Bruce Ballentine, also an analyst for Moody's, said direct distribution generally has lower costs than agency distribution, which is State Farm's primary method of delivery. Customers becoming more comfortable with direct purchasing has been a boon for GEICO and Progressive, he added.
Customer preference for the direct channel could rise further due to stay-at-home orders issued during the COVID-19 pandemic. Truman noted a similar discussion about telematics during Progressive's first-quarter earnings call.

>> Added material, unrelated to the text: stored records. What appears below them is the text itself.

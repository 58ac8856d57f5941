//! HTTP control API for the coordinator
//!
//! Leader endpoints follow the Marathon shape (`GET`/`DELETE /v2/leader`) so
//! existing tooling can probe and abdicate without changes. Members, volumes
//! and apps are exposed under the same prefix.

use crate::common::tracing_middleware::request_tracing_middleware;
use crate::common::{timestamp_now_millis, Error, MemberRole, METRICS};
use crate::coordinator::election::ElectionEngine;
use crate::coordinator::liveness::LeaderInfo;
use crate::coordinator::membership::MembershipStore;
use crate::volume::{VolumeManager, WorkloadManager, WorkloadSpec};
use axum::{
    error_handling::HandleErrorLayer,
    extract::{Path, Query, State},
    http::StatusCode,
    middleware,
    response::{IntoResponse, Response},
    routing::{get, post, put},
    Json, Router,
};
use serde::Deserialize;
use serde_json::json;
use std::sync::Arc;
use std::time::Duration;
use tower::ServiceBuilder;
use tower_http::limit::RequestBodyLimitLayer;
use tower_http::trace::TraceLayer;

#[derive(Clone)]
pub struct CoordState {
    pub node_id: String,
    pub membership: Arc<MembershipStore>,
    pub election: Arc<ElectionEngine>,
    pub volumes: Arc<VolumeManager>,
    pub workloads: Arc<WorkloadManager>,
}

/// Limits applied to every request
#[derive(Debug, Clone, Copy)]
pub struct RouterLimits {
    pub request_timeout: Duration,
    pub max_body_bytes: usize,
}

impl Default for RouterLimits {
    fn default() -> Self {
        Self {
            request_timeout: Duration::from_secs(10),
            max_body_bytes: 1024 * 1024,
        }
    }
}

impl IntoResponse for Error {
    fn into_response(self) -> Response {
        let status = self.to_http_status();
        if status.is_server_error() {
            tracing::error!(error = %self, "Request failed");
        }
        let body = json!({
            "error": self.to_string(),
            "last_observed": self.last_observed(),
            "retryable": self.is_retryable(),
        });
        (status, Json(body)).into_response()
    }
}

type ApiResult<T> = std::result::Result<T, Error>;

pub fn create_router(state: CoordState, limits: RouterLimits) -> Router {
    Router::new()
        // Leader
        .route("/v2/leader", get(get_leader).delete(delete_leader))
        .route("/v2/leader/status", get(leader_status))
        .route("/v2/leader/history", get(leader_history))
        // Members
        .route("/v2/members", get(list_members))
        .route("/v2/members/:id", put(register_member).get(get_member))
        .route("/v2/members/:id/heartbeat", post(heartbeat))
        .route("/v2/members/:id/unreachable", post(mark_unreachable))
        // Volumes
        .route("/v2/volumes", get(list_volumes).post(create_volume))
        .route("/v2/volumes/:name", get(get_volume).delete(destroy_volume))
        .route("/v2/volumes/:name/attach", post(attach_volume))
        .route("/v2/volumes/:name/reattach", post(reattach_volume))
        .route("/v2/volumes/:name/detach", post(detach_volume))
        // Apps
        .route("/v2/apps", get(list_apps).post(deploy_app))
        .route("/v2/apps/:id", get(get_app).delete(remove_app))
        .route("/v2/apps/:id/scale", put(scale_app))
        .route("/v2/apps/:id/tasks", get(app_tasks))
        // Health and metrics
        .route("/health", get(health))
        .route("/metrics", get(metrics))
        .route_layer(middleware::from_fn(request_tracing_middleware))
        .layer(
            ServiceBuilder::new()
                .layer(TraceLayer::new_for_http())
                .layer(HandleErrorLayer::new(handle_timeout))
                .timeout(limits.request_timeout)
                .layer(RequestBodyLimitLayer::new(limits.max_body_bytes)),
        )
        .with_state(state)
}

async fn handle_timeout(err: tower::BoxError) -> (StatusCode, Json<serde_json::Value>) {
    if err.is::<tower::timeout::error::Elapsed>() {
        (
            StatusCode::REQUEST_TIMEOUT,
            Json(json!({ "error": "request timed out" })),
        )
    } else {
        (
            StatusCode::INTERNAL_SERVER_ERROR,
            Json(json!({ "error": err.to_string() })),
        )
    }
}

// === Leader ===

async fn get_leader(State(state): State<CoordState>) -> Response {
    match state.election.current_leader() {
        Some(leader) => Json(LeaderInfo {
            leader: leader.address,
            leader_id: Some(leader.id),
            term: Some(state.election.current_term()),
        })
        .into_response(),
        None => (
            StatusCode::NOT_FOUND,
            Json(json!({ "message": "There is no leader" })),
        )
            .into_response(),
    }
}

#[derive(Debug, Deserialize)]
struct AbdicateParams {
    /// Leader the caller believes is current
    expected: Option<String>,
}

async fn delete_leader(
    State(state): State<CoordState>,
    Query(params): Query<AbdicateParams>,
) -> ApiResult<Response> {
    let Some(current) = state.election.status().leader_id else {
        return Ok((
            StatusCode::NOT_FOUND,
            Json(json!({ "message": "There is no leader" })),
        )
            .into_response());
    };

    let requested = params.expected.unwrap_or(current);
    let term = state.election.resign(&requested)?;
    Ok(Json(json!({
        "message": "Leadership abdicated",
        "leader": term.leader_id,
        "term": term.term,
    }))
    .into_response())
}

async fn leader_status(State(state): State<CoordState>) -> impl IntoResponse {
    Json(state.election.status())
}

async fn leader_history(State(state): State<CoordState>) -> impl IntoResponse {
    Json(state.election.history())
}

// === Members ===

async fn list_members(State(state): State<CoordState>) -> impl IntoResponse {
    Json(json!({
        "members": state.membership.list(),
        "partitions": state.membership.partitions(),
    }))
}

async fn get_member(
    State(state): State<CoordState>,
    Path(id): Path<String>,
) -> ApiResult<impl IntoResponse> {
    state
        .membership
        .get(&id)
        .map(Json)
        .ok_or(Error::MemberNotFound(id))
}

#[derive(Debug, Deserialize)]
struct RegisterMember {
    address: String,
    #[serde(default = "default_register_role")]
    role: MemberRole,
}

fn default_register_role() -> MemberRole {
    MemberRole::LeaderEligible
}

async fn register_member(
    State(state): State<CoordState>,
    Path(id): Path<String>,
    Json(req): Json<RegisterMember>,
) -> ApiResult<impl IntoResponse> {
    crate::common::validate_name(&id)?;
    let member = state
        .membership
        .register(&id, &req.address, req.role, timestamp_now_millis());
    Ok(Json(member))
}

#[derive(Debug, Default, Deserialize)]
struct Heartbeat {
    timestamp_ms: Option<u64>,
}

async fn heartbeat(
    State(state): State<CoordState>,
    Path(id): Path<String>,
    body: Option<Json<Heartbeat>>,
) -> impl IntoResponse {
    let beat = body.map(|Json(beat)| beat).unwrap_or_default();
    state
        .membership
        .upsert_heartbeat(&id, beat.timestamp_ms.unwrap_or_else(timestamp_now_millis));
    StatusCode::NO_CONTENT
}

async fn mark_unreachable(
    State(state): State<CoordState>,
    Path(id): Path<String>,
) -> ApiResult<impl IntoResponse> {
    state.membership.mark_unreachable(&id)?;
    Ok(StatusCode::NO_CONTENT)
}

// === Volumes ===

async fn list_volumes(State(state): State<CoordState>) -> impl IntoResponse {
    Json(json!({ "volumes": state.volumes.list() }))
}

#[derive(Debug, Deserialize)]
struct CreateVolume {
    name: String,
    /// Bind immediately, reusing an existing volume of the same name
    workload: Option<String>,
}

async fn create_volume(
    State(state): State<CoordState>,
    Json(req): Json<CreateVolume>,
) -> ApiResult<impl IntoResponse> {
    let volume = match req.workload {
        Some(workload) => state.volumes.create_or_reuse(&req.name, &workload)?,
        None => state.volumes.create(&req.name)?,
    };
    Ok((StatusCode::CREATED, Json(volume)))
}

async fn get_volume(
    State(state): State<CoordState>,
    Path(name): Path<String>,
) -> ApiResult<impl IntoResponse> {
    Ok(Json(state.volumes.get(&name)?))
}

#[derive(Debug, Deserialize)]
struct DestroyParams {
    /// Retry under the configured destroy policy while the device is held
    #[serde(default)]
    wait: bool,
}

async fn destroy_volume(
    State(state): State<CoordState>,
    Path(name): Path<String>,
    Query(params): Query<DestroyParams>,
) -> ApiResult<impl IntoResponse> {
    if params.wait {
        state.volumes.destroy_with_default_retry(&name).await?;
    } else {
        state.volumes.destroy(&name)?;
    }
    Ok(StatusCode::NO_CONTENT)
}

#[derive(Debug, Deserialize)]
struct AttachVolume {
    workload: String,
}

async fn attach_volume(
    State(state): State<CoordState>,
    Path(name): Path<String>,
    Json(req): Json<AttachVolume>,
) -> ApiResult<impl IntoResponse> {
    Ok(Json(state.volumes.attach(&name, &req.workload)?))
}

async fn reattach_volume(
    State(state): State<CoordState>,
    Path(name): Path<String>,
    Json(req): Json<AttachVolume>,
) -> ApiResult<impl IntoResponse> {
    Ok(Json(state.volumes.reattach(&name, &req.workload)?))
}

async fn detach_volume(
    State(state): State<CoordState>,
    Path(name): Path<String>,
) -> ApiResult<impl IntoResponse> {
    Ok(Json(state.volumes.detach(&name)?))
}

// === Apps ===

async fn list_apps(State(state): State<CoordState>) -> impl IntoResponse {
    Json(json!({ "apps": state.workloads.list() }))
}

async fn deploy_app(
    State(state): State<CoordState>,
    Json(spec): Json<WorkloadSpec>,
) -> ApiResult<impl IntoResponse> {
    Ok((StatusCode::CREATED, Json(state.workloads.deploy(spec)?)))
}

async fn get_app(
    State(state): State<CoordState>,
    Path(id): Path<String>,
) -> ApiResult<impl IntoResponse> {
    Ok(Json(state.workloads.get(&id)?))
}

async fn remove_app(
    State(state): State<CoordState>,
    Path(id): Path<String>,
) -> ApiResult<impl IntoResponse> {
    state.workloads.remove(&id)?;
    Ok(StatusCode::NO_CONTENT)
}

#[derive(Debug, Deserialize)]
struct ScaleApp {
    instances: usize,
}

async fn scale_app(
    State(state): State<CoordState>,
    Path(id): Path<String>,
    Json(req): Json<ScaleApp>,
) -> ApiResult<impl IntoResponse> {
    Ok(Json(state.workloads.scale(&id, req.instances)?))
}

async fn app_tasks(
    State(state): State<CoordState>,
    Path(id): Path<String>,
) -> ApiResult<impl IntoResponse> {
    Ok(Json(json!({ "tasks": state.workloads.tasks(&id)? })))
}

// === Health ===

async fn health(State(state): State<CoordState>) -> impl IntoResponse {
    let status = state.election.status();
    Json(json!({
        "status": "ok",
        "node_id": state.node_id,
        "version": crate::VERSION,
        "election": status.state,
        "leader": status.leader_id,
        "uptime_seconds": METRICS.uptime_seconds(),
    }))
}

async fn metrics() -> impl IntoResponse {
    (
        [(
            axum::http::header::CONTENT_TYPE,
            "text/plain; version=0.0.4",
        )],
        METRICS.to_prometheus(),
    )
}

"[Progressive executives] said they felt there were people who were more willing to adopt usage-based insurance because they realize they're not driving as much and they could actually benefit from adopting it," she said.
Overall, private auto written premiums rose 2.7% year over year to $253.5 billion in 2019 from $246.8 billion in 2018. The combined ratio for the industry, when excluding policyholder dividends, ticked up to 98.2% from 97.3%.
Allstate Corp. was fourth in 2019 premiums written at $23.63 billion. United Services Automobile Association rounded out the top five at $15.23 billion.
Kemper Corp. and Auto Club Exchange Group tied for the second-highest increase in premiums written behind Progressive at 9.6%, while Auto Club Exchange was fourth with a 6.7% rise.
Seven companies in the top 20 saw written premiums fall last year. Nationwide Mutual Group had the steepest decline at 7.2%, followed by Hartford Financial Services Group Inc. at 3.9% and State Farm at 2.6%.
Eight insurers in this analysis ended 2019 had combined ratios above 100%; Erie Indemnity Co. had the highest ratio at 110.2%. Kemper posted the lowest combined ratio for 2019 at 88.5%.